Como se lee en la esquina inferior derecha está tomada en Zaragoza en 1927, y el hombre de la derecha es Hans Jürss, alemán del Camerún que se instaló en estas tierras en 1916. La foto me la ha mandado su nieta, Ana, que vive en Galicia y ha encontrado mi libro Soldados en el jardín de la paz, donde se cuenta la historia de algunos compatriotas de su abuelo. Me dice en un correo que me ha enviado, y que reproduzco en parte con su permiso:

Soy nieta de Hans, un alemán del Camerún que se afincó en Zaragoza en 1916 y se casó con “la bella de Calanda”, Francisca Jarque.

Tuvieron cuatro hijos; el mayor, mi padre, nació en la aldea alemana de donde era oriundo mi abuelo. Reresaron a España al poco de nacer mi padre (1920) y se quedaron en Zaragoza.

Al comenzar la Segunda Guerra Mundial las autoridades militares alemanas instaron a la familia a que volviera a Alemania a cumplir con sus obligaciones de ciudadanos alemanes.
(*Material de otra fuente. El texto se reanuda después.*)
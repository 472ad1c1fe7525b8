//! Event notification primitive with FIFO waiters and cancel-aware waiting.
//!
//! [`Notify`] is the wakeup engine the other primitives are built on. It
//! keeps an ordered list of suspended waiters; `notify(n)` resolves the
//! oldest `n` of them and `notify_all()` resolves every one registered at
//! the time of the call.
//!
//! # Cancel Safety
//!
//! - `notified().await`: Cancel-safe, the waiter is removed when dropped
//! - `notified_with(&token)`: A fired token removes the waiter and the wait
//!   resolves into [`SyncError::Cancelled`]
//! - A waiter whose token has fired is never counted by a later `notify(n)`
//!
//! Notifications are not stored: calling `notify` with nobody waiting is a
//! no-op, and a later waiter still suspends.

use std::cell::{Cell, RefCell};
use std::collections::VecDeque;
use std::future::Future;
use std::pin::Pin;
use std::rc::Rc;
use std::task::{Context, Poll, Waker};

use crate::cancel::CancelToken;
use crate::error::{Result, SyncError};

/// Settlement state of a single waiter. Moves out of `Pending` exactly once.
#[derive(Debug, Clone, Copy, PartialEq, Eq)]
enum WaiterState {
    /// Registered and not yet settled.
    Pending,
    /// Resolved by `notify`/`notify_all`.
    Notified,
    /// Resolved by its cancellation token.
    Cancelled,
}

/// Entry in the waiter queue.
#[derive(Debug)]
struct Waiter {
    id: u64,
    state: Cell<WaiterState>,
    /// The waker to call when notified.
    waker: RefCell<Option<Waker>>,
    /// Token that may abandon this wait.
    token: Option<CancelToken>,
}

impl Waiter {
    fn token_fired(&self) -> bool {
        self.token.as_ref().is_some_and(CancelToken::is_cancelled)
    }

    fn cancelled_error(&self) -> SyncError {
        self.token
            .as_ref()
            .map_or_else(|| SyncError::Cancelled(Default::default()), CancelToken::cancelled_error)
    }
}

/// A notify primitive for signaling events.
///
/// `Notify` provides a mechanism for tasks to wait for events and for
/// other tasks to signal those events. Waiters are woken in the order they
/// registered.
///
/// # Example
///
/// ```
/// use coopsync::Notify;
/// use futures_lite::future;
///
/// let notify = Notify::new();
/// let mut first = notify.notified();
/// let mut second = notify.notified();
///
/// notify.notify(1).unwrap();
/// assert!(future::block_on(future::poll_once(&mut first)).is_some());
/// assert!(future::block_on(future::poll_once(&mut second)).is_none());
///
/// notify.notify(1).unwrap();
/// assert!(future::block_on(future::poll_once(&mut second)).is_some());
/// ```
#[derive(Debug)]
pub struct Notify {
    /// Registered waiters, oldest first.
    waiters: RefCell<VecDeque<Rc<Waiter>>>,
    /// Next waiter id, for trace correlation.
    next_id: Cell<u64>,
}

impl Notify {
    /// Creates a new `Notify` with no waiters.
    #[must_use]
    pub const fn new() -> Self {
        Self {
            waiters: RefCell::new(VecDeque::new()),
            next_id: Cell::new(0),
        }
    }

    /// Returns the number of tasks currently waiting.
    ///
    /// Waiters whose token has fired are not counted, even before they
    /// have been polled and removed.
    #[must_use]
    pub fn waiter_count(&self) -> usize {
        self.waiters
            .borrow()
            .iter()
            .filter(|waiter| !waiter.token_fired())
            .count()
    }

    /// Wakes the oldest `n` pending waiters.
    ///
    /// If fewer than `n` are waiting, all of them are woken. With nobody
    /// waiting this is a no-op.
    ///
    /// # Errors
    ///
    /// Returns [`SyncError::InvalidArgument`] if `n` is zero.
    pub fn notify(&self, n: usize) -> Result<()> {
        if n == 0 {
            return Err(SyncError::invalid_argument(
                "n",
                "a positive integer",
                n as u64,
            ));
        }
        self.wake(n);
        Ok(())
    }

    /// Wakes every waiter registered at the time of the call.
    ///
    /// Tasks that start waiting after this call are not affected.
    pub fn notify_all(&self) {
        self.wake(usize::MAX);
    }

    /// Returns a future that completes when this `Notify` wakes it.
    ///
    /// The waiter joins the queue when this method is called, not when the
    /// future is first polled. Dropping the future removes the waiter.
    /// Without a token the future always resolves to `Ok(())`.
    pub fn notified(&self) -> Notified<'_> {
        self.register(None)
    }

    /// Like [`notified`](Self::notified), but abandoned when `token` fires.
    ///
    /// If `token` has already fired, the returned future fails immediately
    /// and no waiter is registered.
    pub fn notified_with(&self, token: &CancelToken) -> Notified<'_> {
        self.register(Some(token))
    }

    fn register(&self, token: Option<&CancelToken>) -> Notified<'_> {
        if let Some(token) = token.filter(|token| token.is_cancelled()) {
            tracing::trace!("notify wait short-circuited by fired token");
            return Notified {
                notify: self,
                waiter: None,
                token_key: None,
                early: Some(token.cancelled_error()),
                forward_on_drop: false,
            };
        }

        let id = self.next_id.get();
        self.next_id.set(id.wrapping_add(1));
        let waiter = Rc::new(Waiter {
            id,
            state: Cell::new(WaiterState::Pending),
            waker: RefCell::new(None),
            token: token.cloned(),
        });

        let queued = {
            let mut waiters = self.waiters.borrow_mut();
            waiters.push_back(Rc::clone(&waiter));
            waiters.len()
        };
        tracing::trace!(waiter_id = id, queued, "notify waiter registered");

        Notified {
            notify: self,
            waiter: Some(waiter),
            token_key: None,
            early: None,
            forward_on_drop: false,
        }
    }

    /// Settles up to `n` waiters as notified and returns how many were woken.
    ///
    /// Waiters whose token already fired are settled as cancelled and do not
    /// count toward `n`.
    pub(crate) fn wake(&self, n: usize) -> usize {
        let mut woken = Vec::new();
        {
            let mut waiters = self.waiters.borrow_mut();
            while woken.len() < n {
                let Some(waiter) = waiters.pop_front() else {
                    break;
                };
                if waiter.token_fired() {
                    // The token already woke this task; it will observe the cancellation.
                    waiter.state.set(WaiterState::Cancelled);
                    continue;
                }
                waiter.state.set(WaiterState::Notified);
                woken.push(waiter);
            }
        }

        let count = woken.len();
        for waiter in woken {
            tracing::trace!(waiter_id = waiter.id, "notify waking waiter");
            let waker = waiter.waker.borrow_mut().take();
            if let Some(waker) = waker {
                waker.wake();
            }
        }
        count
    }

    fn remove(&self, waiter: &Rc<Waiter>) {
        let mut waiters = self.waiters.borrow_mut();
        if let Some(pos) = waiters.iter().position(|entry| Rc::ptr_eq(entry, waiter)) {
            waiters.remove(pos);
        }
    }
}

impl Default for Notify {
    fn default() -> Self {
        Self::new()
    }
}

/// Future returned by [`Notify::notified`] and [`Notify::notified_with`].
#[derive(Debug)]
#[must_use = "futures do nothing unless polled"]
pub struct Notified<'a> {
    notify: &'a Notify,
    /// `None` once settled and observed, or when short-circuited.
    waiter: Option<Rc<Waiter>>,
    /// Subscription key on the waiter's token.
    token_key: Option<u64>,
    /// Error to report on the first poll of a short-circuited wait.
    early: Option<SyncError>,
    /// Pass an unobserved notification on to the next waiter when dropped.
    forward_on_drop: bool,
}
Mi padre acababa de iniciar sus estudios de medicina y recuerda el acoso tan tremendo que sufrió por parte del cónsul de Zaragoza para alistarlo. Mi padre, tras presentar numerosos certificados médicos falsos y desoir sus llamadas, consiguió quedarse en España y se refugió en Valladolid donde continuó sus estudios.

Son reacciones que voy recibiendo y que me indican que mereció la pena escribir el libro. Alicia, nieta de Alfred Schott, botánico instalado también en Zaragoza en 1916, me dijo, tras leer mis Soldados: “Ahora entiendo muchas cosas de mi padre que no entendía”.

Al final va a resultar que no trabajo de balde, que mis palabricas aprovechan a otros. Tengan cuidado, porque si me lo ponen tan fácil y son ustedes tan agradecidos, no pararé de escribir libros, que cuando me da por algo soy muy terco.